ヘッドラインニュース

37年間、国政で活躍


高村氏引退に惜しむ声
後継は長男、正大(まさひろ)氏

kinrepo【衆院選】

 28日に衆議院が解散され、総選挙の日程が10月10日公示、22日投票に決まった。山口1区では当選12回のベテランで自民党副総裁の高村正彦さん(75)が今期で引退した。中選挙区制の1980年から37年間、国政で活躍した高村正彦さんへの思いをゆかりの人たちに聞いた。なおこの日、高村さんの長男、正大さん(46)が後継として記者会見して出馬を表明した。(山上達也)
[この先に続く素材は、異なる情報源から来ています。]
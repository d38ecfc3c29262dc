use comfy_table::presets::UTF8_FULL;
use comfy_table::{Cell, Color, ContentArrangement, Row, Table};

use crate::optimizer::sensitivity::{inflection_points, SensitivityPoint};
use crate::optimizer::{AllocationResult, ParetoPoint};
use crate::portfolio::MetricsComparison;
use crate::ranking::RankedCandidate;
use crate::snapshot::ScenarioRecord;

fn new_table() -> Table {
    let mut table = Table::new();
    table
        .load_preset(UTF8_FULL)
        .set_content_arrangement(ContentArrangement::Dynamic);
    table
}

fn join_ids<'a>(ids: impl IntoIterator<Item = &'a String>) -> String {
    let joined = ids
        .into_iter()
        .map(String::as_str)
        .collect::<Vec<_>>()
        .join(", ");
    if joined.is_empty() {
        "-".to_string()
    } else {
        joined
    }
}

fn feasible_cell(feasible: bool) -> Cell {
    if feasible {
        Cell::new("YES").fg(Color::Green)
    } else {
        Cell::new("NO").fg(Color::Red)
    }
}

pub fn render_ranking_table(ranked: &[RankedCandidate]) -> String {
    let mut table = new_table();
    table.set_header(vec![
        "Rank",
        "Candidate",
        "Cost",
        "Benefit",
        "Benefit / $1k",
        "Mandatory",
    ]);
    for r in ranked {
        table.add_row(vec![
            r.rank.to_string(),
            r.id.clone(),
            format!("{:.2}", r.cost),
            format!("{:.2}", r.expected_benefit),
            format!("{:.4}", r.ratio * 1000.0),
            if r.mandatory { "yes" } else { "" }.to_string(),
        ]);
    }
    table.to_string()
}

pub fn render_allocation_table(result: &AllocationResult) -> String {
    let mut table = new_table();
    table.set_header(vec!["Budget", "Spent", "Benefit", "Feasible", "Method", "Selected"]);
    table.add_row(Row::from(vec![
        Cell::new(format!("{:.2}", result.budget)),
        Cell::new(format!("{:.2}", result.total_cost)),
        Cell::new(format!("{:.2}", result.total_benefit)),
        feasible_cell(result.feasible),
        Cell::new(result.method.to_string()),
        Cell::new(join_ids(&result.selected_ids)),
    ]));

    let mut out = table.to_string();
    if let Some(reason) = &result.infeasibility {
        out.push_str(&format!("\nInfeasible: {reason}"));
    }
    for warning in &result.warnings {
        out.push_str(&format!("\nWarning: {warning}"));
    }
    out
}

pub fn render_sensitivity_table(points: &[SensitivityPoint]) -> String {
    let mut table = new_table();
    table.set_header(vec![
        "Level",
        "Budget",
        "Spent",
        "Benefit",
        "Feasible",
        "Selected",
    ]);
    for point in points {
        table.add_row(Row::from(vec![
            Cell::new(format!("{:.0}%", point.budget_level * 100.0)),
            Cell::new(format!("{:.2}", point.budget)),
            Cell::new(format!("{:.2}", point.result.total_cost)),
            Cell::new(format!("{:.2}", point.result.total_benefit)),
            feasible_cell(point.result.feasible),
            Cell::new(point.result.selected_ids.len().to_string()),
        ]));
    }

    let mut out = table.to_string();
    for inflection in inflection_points(points) {
        out.push_str(&format!(
            "\nAt {:.0}%: +[{}] -[{}] ({:+.2} benefit)",
            inflection.budget_level * 100.0,
            inflection.added.join(", "),
            inflection.removed.join(", "),
            inflection.benefit_delta
        ));
    }
    out
}

pub fn render_pareto_table(points: &[ParetoPoint]) -> String {
    let mut table = new_table();
    table.set_header(vec!["Cost", "Benefit", "Budget", "Selected"]);
    for point in points {
        table.add_row(vec![
            format!("{:.2}", point.total_cost),
            format!("{:.2}", point.total_benefit),
            point
                .budget
                .map(|b| format!("{b:.2}"))
                .unwrap_or_else(|| "-".to_string()),
            join_ids(&point.selected_ids),
        ]);
    }
    table.to_string()
}

pub fn render_metrics_table(comparison: &MetricsComparison) -> String {
    let mut table = new_table();
    table.set_header(vec!["Metric", "Before", "After", "Change"]);
    let before = &comparison.before;
    let after = &comparison.after;
    table.add_row(vec![
        "Weighted CI".to_string(),
        format!("{:.2}", before.weighted_ci),
        format!("{:.2}", after.weighted_ci),
        format!("{:+.2}", comparison.ci_change),
    ]);
    table.add_row(vec![
        "Weighted FCI".to_string(),
        format!("{:.4}", before.weighted_fci),
        format!("{:.4}", after.weighted_fci),
        format!("{:+.4}", comparison.fci_change),
    ]);
    table.add_row(vec![
        "Funded".to_string(),
        before.funded_count.to_string(),
        after.funded_count.to_string(),
        format!("of {}", after.candidate_count),
    ]);
    table.add_row(vec![
        "Cost".to_string(),
        format!("{:.2}", before.total_cost),
        format!("{:.2}", after.total_cost),
        String::new(),
    ]);
    table.to_string()
}

pub fn render_history_table(records: &[ScenarioRecord]) -> String {
    let mut table = new_table();
    table.set_header(vec![
        "Id", "Name", "Saved", "Budget", "Spent", "Benefit", "Method", "Feasible",
    ]);
    for record in records {
        table.add_row(Row::from(vec![
            Cell::new(record.id.map(|id| id.to_string()).unwrap_or_default()),
            Cell::new(&record.name),
            Cell::new(record.created_at.format("%Y-%m-%d %H:%M").to_string()),
            Cell::new(format!("{:.2}", record.budget)),
            Cell::new(format!("{:.2}", record.total_cost)),
            Cell::new(format!("{:.2}", record.total_benefit)),
            Cell::new(record.method.to_string()),
            feasible_cell(record.feasible),
        ]));
    }
    table.to_string()
}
 高村さんが初当選した80年6月の衆院選は内閣不信任案可決による「ハプニング解散」で、史上初の衆参同日選挙。選挙期間中に大平正芳首相が急逝し、自民党が大勝した。

1986年の衆院選の高村さんのチラシ

1986年の衆院選の高村さんのチラシ

 高村さんは当時38歳。徳山市長を4期務め前年10月の衆院選で落選した父の故坂彦さんの地盤を継いだ。準備期間が限られる中、高村さんの遠縁で現在は下松市議会議長の浅本正孝さん(81)=笠戸島=や、故坂彦氏の縁から故田村繁平徳山市議、のちに市議になる旧新南陽市の兼重元さん、旧徳山市議の古谷幸男さん、故宇山和昭さん、のちに県議になる故藤井真さんら若手が駆けつけて選対を構成した。
 「フレッシュ&クリーン」のキャッチフレーズで都市型選挙を展開。選挙中は白いスーツを着て回り、浮動票を引きつけた。
 浅本さんは「高村さんの強みはクリーンなことで、カネや汚職のうわさは皆無。それが私たちの誇りだった」と話し「もう一期はやってほしかった」と引退を惜しむ。
 周南地区後援会の岡田幹矢会長(76)は「高村副総裁がいるから安倍首相は安定した政権運営ができた。平和安全法制は高村副総裁なしに成立し得なかった」と評価し「正大さんの後援会では若い人がリーダーになるよう提案したい」と後援会の世代交代に言及した。
 高村さんは小選挙区導入の96年以降、旧民主党や共産党などの候補者の挑戦をすべて退けて当選を重ねた。その中で唯一、比例区での復活当選を許したのが旧民主党で1期務めた高邑勉さん(43)=東京都品川区=だった。
 高邑さんは引退の報に「高村先生は常に国家国民全体を考えておられたと思う。行事の控室で一緒になると気さくにお声がけいただいて恐縮した」と振り返り「実績、スケール、見識、お人柄とも今の日本に欠かせない方。一層のご活躍とご健康をお祈りしたい」と話している。
 高村さんと衆院選で3回戦った共産党の魚永智行周南市議(59)は「“自民党の政治家”たる高村さんとの対決だったが、よりよい国や地域づくりを目指す根本の部分は私も高村さんも共通していたのではないか」と振り返る。

 高村さんの後継者の正大さん(46)はこれまで正彦さんの私設秘書を務めており、27日に党公認が決まった。
 1区にはこのほか民進党からの新人、大内一也さん(43)と共産党新人の五島博さん(61)、幸福実現党新人の河井美和子さん(55)が出馬を予定している。